Freedom of the Press Foundation has joined a group of digital rights organizations in calling for the Australian government to refrain from any effort to weaken access to encrypted communication services. “We strongly urge the government to commit to not only supporting, but investing in the development and use of encryption and other security tools and technologies that protect users and systems,” the open letter to Australian officials states.
While it has not yet introduced such legislation, the government has reiterated its intention of doing so consistently over the past year. In July 2017, Australian Prime Minister Turnbull and Attorney General George Brandis held a press conference at which they initially stated their intention to force communications companies to comply with law enforcement decryption efforts. Months later, the foreign minister said legislation intending to work with communication providers to stop terrorism was imminent.
It’s unclear what this legislation will look like, but communication companies or device makers could face significant government fines if they refuse to assist law enforcement with accessing users’ data. This could apply not only to Australian telecommunications companies like Telstra and Optus, but also to huge, internationally-based tech companies like Facebook and Apple.
If companies have the ability to decrypt their users’ data and hold their private encryption keys, those companies could be forced to provide confidential communications anytime the government deems access necessary. Taylor has claimed there will be no requirements for companies to build “backdoors” into their products for law enforcement, but the alternative to undermining encryption itself is to target physical devices.
This is one of the fears of Nathan White, Senior Legislative Manager at Access Now. He is concerned that rather than compelling WhatsApp or Gmail to provide access to encrypted content, the legislation will force device manufacturers to push targeted malware to the devices of people who are the subject of investigations.
Regular software updates are critical to the security and privacy, because they often fix vulnerabilities and introduce new protections. Laws that could force a company like Apple to target a user’s device with malware would eradicate trust between device makers and their users in software updates. The government could hypothetically demand malware to be sent to the devices of journalists, sources, or activists, and use confidential communications acquired through targeted malware to prosecute or investigative them.
Australian Attorney General George Brandis called encryption “potentially the greatest degradation of intelligence and law enforcement capability” in a lifetime. He has indicated that the new laws would be akin to the United Kingdom’s Investigatory Powers Act, and would grant the government the ability to force companies to comply with investigations.

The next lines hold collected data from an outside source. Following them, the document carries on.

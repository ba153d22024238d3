//! Local peephole rewrites on phase-2 IR (spec §4.G), applied to
//! fixpoint within each basic block. Rewrites never look past a label,
//! branch, or call — each block's instruction list is rewritten in
//! isolation, which the caller already guarantees by handing us one
//! block's `phase2_instructions` at a time.

use shecc_ir::{Context, FuncId, Opcode, Phase2Instr, RegOrSlot};

pub(crate) fn run(ctx: &mut Context, func: FuncId) {
    let blocks = ctx.funcs.get(func).bb_list.clone();
    for b in blocks {
        let mut instrs = std::mem::take(&mut ctx.blocks.get_mut(b).phase2_instructions);
        loop {
            let before = instrs.len();
            instrs = rewrite_once(instrs);
            if instrs.len() == before {
                break;
            }
        }
        ctx.blocks.get_mut(b).phase2_instructions = instrs;
    }
}

fn reg(o: RegOrSlot) -> Option<u8> {
    match o {
        RegOrSlot::Reg(r) => Some(r),
        _ => None,
    }
}

fn is_pow2(n: i32) -> Option<u32> {
    if n > 0 && (n & (n - 1)) == 0 {
        Some(n.trailing_zeros())
    } else {
        None
    }
}

/// Does one forward sweep, folding or dropping instructions where a
/// rewrite applies and copying everything else through unchanged. The
/// length strictly decreases whenever a rewrite fires, which is what
/// `run`'s fixpoint loop watches for.
fn rewrite_once(instrs: Vec<Phase2Instr>) -> Vec<Phase2Instr> {
    let mut out: Vec<Phase2Instr> = Vec::with_capacity(instrs.len());
    let mut i = 0;
    while i < instrs.len() {
        let cur = &instrs[i];

        // Identity / absorbing element / strength reduction on an
        // immediate second operand synthesized by `LoadConstant` just
        // before a binary op consuming it in the same register.
        if let Some((folded, consumed)) = fold_immediate_binop(&instrs, i) {
            match folded {
                Some(rewritten) => out.push(rewritten),
                None => {}
            }
            i += consumed;
            continue;
        }

        // Register-based self-ops: `x - x`, `x ^ x` -> 0; `x | x`, `x & x` -> x (drop).
        if let (Some(a), Some(b)) = (reg(cur.src0), reg(cur.src1)) {
            if a == b {
                match cur.op {
                    Opcode::Sub | Opcode::BitXor => {
                        let mut p = Phase2Instr::new(Opcode::LoadConstant);
                        p.dest = cur.dest;
                        p.src0 = RegOrSlot::Imm(0);
                        out.push(p);
                        i += 1;
                        continue;
                    }
                    Opcode::BitOr | Opcode::BitAnd | Opcode::LogAnd | Opcode::LogOr => {
                        if cur.dest == cur.src0 {
                            i += 1;
                            continue;
                        }
                        let mut p = Phase2Instr::new(Opcode::Assign);
                        p.dest = cur.dest;
                        p.src0 = cur.src0;
                        out.push(p);
                        i += 1;
                        continue;
                    }
                    Opcode::Eq | Opcode::Geq | Opcode::Leq => {
                        let mut p = Phase2Instr::new(Opcode::LoadConstant);
                        p.dest = cur.dest;
                        p.src0 = RegOrSlot::Imm(1);
                        out.push(p);
                        i += 1;
                        continue;
                    }
                    Opcode::Neq | Opcode::Lt | Opcode::Gt => {
                        let mut p = Phase2Instr::new(Opcode::LoadConstant);
                        p.dest = cur.dest;
                        p.src0 = RegOrSlot::Imm(0);
                        out.push(p);
                        i += 1;
                        continue;
                    }
                    _ => {}
                }
            }
        }

        // Double negation: two `Negate`/`LogNot` in a row over the same
        // register collapse to a plain move (or drop entirely when the
        // destination is already the source).
        if i + 1 < instrs.len() {
            let next = &instrs[i + 1];
            if cur.op == next.op
                && matches!(cur.op, Opcode::Negate | Opcode::LogNot | Opcode::BitNot)
                && reg(cur.dest).is_some()
                && cur.dest == next.src0
            {
                if next.dest == cur.src0 {
                    i += 2;
                    continue;
                }
                let mut p = Phase2Instr::new(Opcode::Assign);
                p.dest = next.dest;
                p.src0 = cur.src0;
                out.push(p);
                i += 2;
                continue;
            }
        }

        // Instruction fusion: a compute into register R immediately
        // followed by an unconditional move of R into the final
        // destination collapses into computing directly into that
        // destination, provided nothing else still needs R.
        if i + 1 < instrs.len() {
            let next = &instrs[i + 1];
            if next.op == Opcode::Assign && Some(next.src0) == Some(cur.dest) && reg(cur.dest).is_some() {
                let mut fused = cur.clone();
                fused.dest = next.dest;
                out.push(fused);
                i += 2;
                continue;
            }
        }

        // Dead-store elimination: two consecutive writes to the same
        // slot/global with nothing reading the first value in between.
        if cur.op == Opcode::Write {
            if let Some(next) = instrs.get(i + 1) {
                if next.op == Opcode::Write && next.src0 == cur.src0 && next.size == cur.size {
                    i += 1;
                    continue;
                }
            }
            // Store-to-load forwarding: a write immediately followed by
            // a read of the exact same address reuses the stored value
            // instead of reloading it.
            if let Some(next) = instrs.get(i + 1) {
                if next.op == Opcode::Read && next.src0 == cur.src0 && next.size == cur.size {
                    out.push(cur.clone());
                    let mut p = Phase2Instr::new(Opcode::Assign);
                    p.dest = next.dest;
                    p.src0 = cur.src1;
                    out.push(p);
                    i += 2;
                    continue;
                }
            }
        }

        // Redundant-load merging: two consecutive reads of the same
        // address into different registers — the second just copies
        // the first's result.
        if cur.op == Opcode::Read {
            if let Some(next) = instrs.get(i + 1) {
                if next.op == Opcode::Read && next.src0 == cur.src0 && next.size == cur.size {
                    out.push(cur.clone());
                    let mut p = Phase2Instr::new(Opcode::Assign);
                    p.dest = next.dest;
                    p.src0 = cur.dest;
                    out.push(p);
                    i += 2;
                    continue;
                }
            }
        }

        out.push(cur.clone());
        i += 1;
    }
    out
}

/// Folds `LoadConstant r, k` immediately followed by a binary op
/// consuming `r` as its second operand: identities (`+0`, `*1`, `&-1`,
/// `|0`, `^0`, `<<0`, `>>0`), the absorbing element (`*0`), and
/// power-of-two strength reduction for `*`/`/`/`%`.
///
/// Returns `(replacement_instruction, units_consumed)` where
/// `replacement_instruction` is `None` when the binop collapses to a
/// pure identity (drop both instructions).
fn fold_immediate_binop(instrs: &[Phase2Instr], i: usize) -> Option<(Option<Phase2Instr>, usize)> {
    let load = &instrs[i];
    if load.op != Opcode::LoadConstant {
        return None;
    }
    let next = instrs.get(i + 1)?;
    let k_reg = reg(load.dest)?;
    if reg(next.src1) != Some(k_reg) {
        return None;
    }
    let k = match load.src0 {
        RegOrSlot::Imm(v) => v,
        _ => return None,
    };
    let dest_is_src0 = next.dest == next.src0;

    let identity = || {
        if !dest_is_src0 {
            let mut p = Phase2Instr::new(Opcode::Assign);
            p.dest = next.dest;
            p.src0 = next.src0;
            Some(p)
        } else {
            None
        }
    };

    match next.op {
        Opcode::Add | Opcode::Sub | Opcode::BitOr | Opcode::BitXor | Opcode::Lshift | Opcode::Rshift if k == 0 => {
            Some((identity(), 2))
        }
        Opcode::Mul if k == 1 => Some((identity(), 2)),
        Opcode::BitAnd if k == -1 => Some((identity(), 2)),
        Opcode::Mul if k == 0 => {
            let mut p = Phase2Instr::new(Opcode::LoadConstant);
            p.dest = next.dest;
            p.src0 = RegOrSlot::Imm(0);
            Some((Some(p), 2))
        }
        Opcode::Mul if is_pow2(k).is_some() => {
            let mut p = Phase2Instr::new(Opcode::Lshift);
            p.dest = next.dest;
            p.src0 = next.src0;
            p.src1 = RegOrSlot::Imm(is_pow2(k).unwrap() as i32);
            Some((Some(p), 2))
        }
        Opcode::Div if is_pow2(k).is_some() => {
            let mut p = Phase2Instr::new(Opcode::Rshift);
            p.dest = next.dest;
            p.src0 = next.src0;
            p.src1 = RegOrSlot::Imm(is_pow2(k).unwrap() as i32);
            Some((Some(p), 2))
        }
        Opcode::Mod if is_pow2(k).is_some() => {
            let mut p = Phase2Instr::new(Opcode::BitAnd);
            p.dest = next.dest;
            p.src0 = next.src0;
            p.src1 = RegOrSlot::Imm(k - 1);
            Some((Some(p), 2))
        }
        _ => None,
    }
}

It’s a chilling comparison to make. The Investigatory Powers Act is one of the world’s most Orwellian and sweeping surveillance laws, which authorizes the blanket collection, monitoring, retention of citizens’ communications and online activity.
Australia is also part of the powerful “Five Eyes” intelligence alliance that includes the United Kingdom, United States, New Zealand, and France. The adoption of laws that use broad “terrorism” claims to justify weakening of encryption or targeting of devices could open the door not only to similar legislation in other countries and even normalize international sharing of decrypted sensitive data. (Australia is also hosting a Five Eyes meeting in August, where these legislative efforts could be discussed.)
It’s unclear what this legislation will look like, or when it will be introduced, but the government’s efforts will be met with widespread opposition when it does so. Any laws that threaten software updates or encryption would threaten the privacy of everyone in Australia, and set a disturbing precedent for governments and intelligence agencies around the world.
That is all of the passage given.